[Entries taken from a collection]
──────────
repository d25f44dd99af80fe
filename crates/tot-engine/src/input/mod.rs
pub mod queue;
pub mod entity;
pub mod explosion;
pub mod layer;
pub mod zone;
──────────
→ **Problem statement**: All records should be returned verbatim, none left out.

→ **Output**:
repository d25f44dd99af80fe
filename crates/tot-engine/src/input/mod.rs
pub mod queue;
pub mod entity;
pub mod explosion;
pub mod layer;
pub mod zone;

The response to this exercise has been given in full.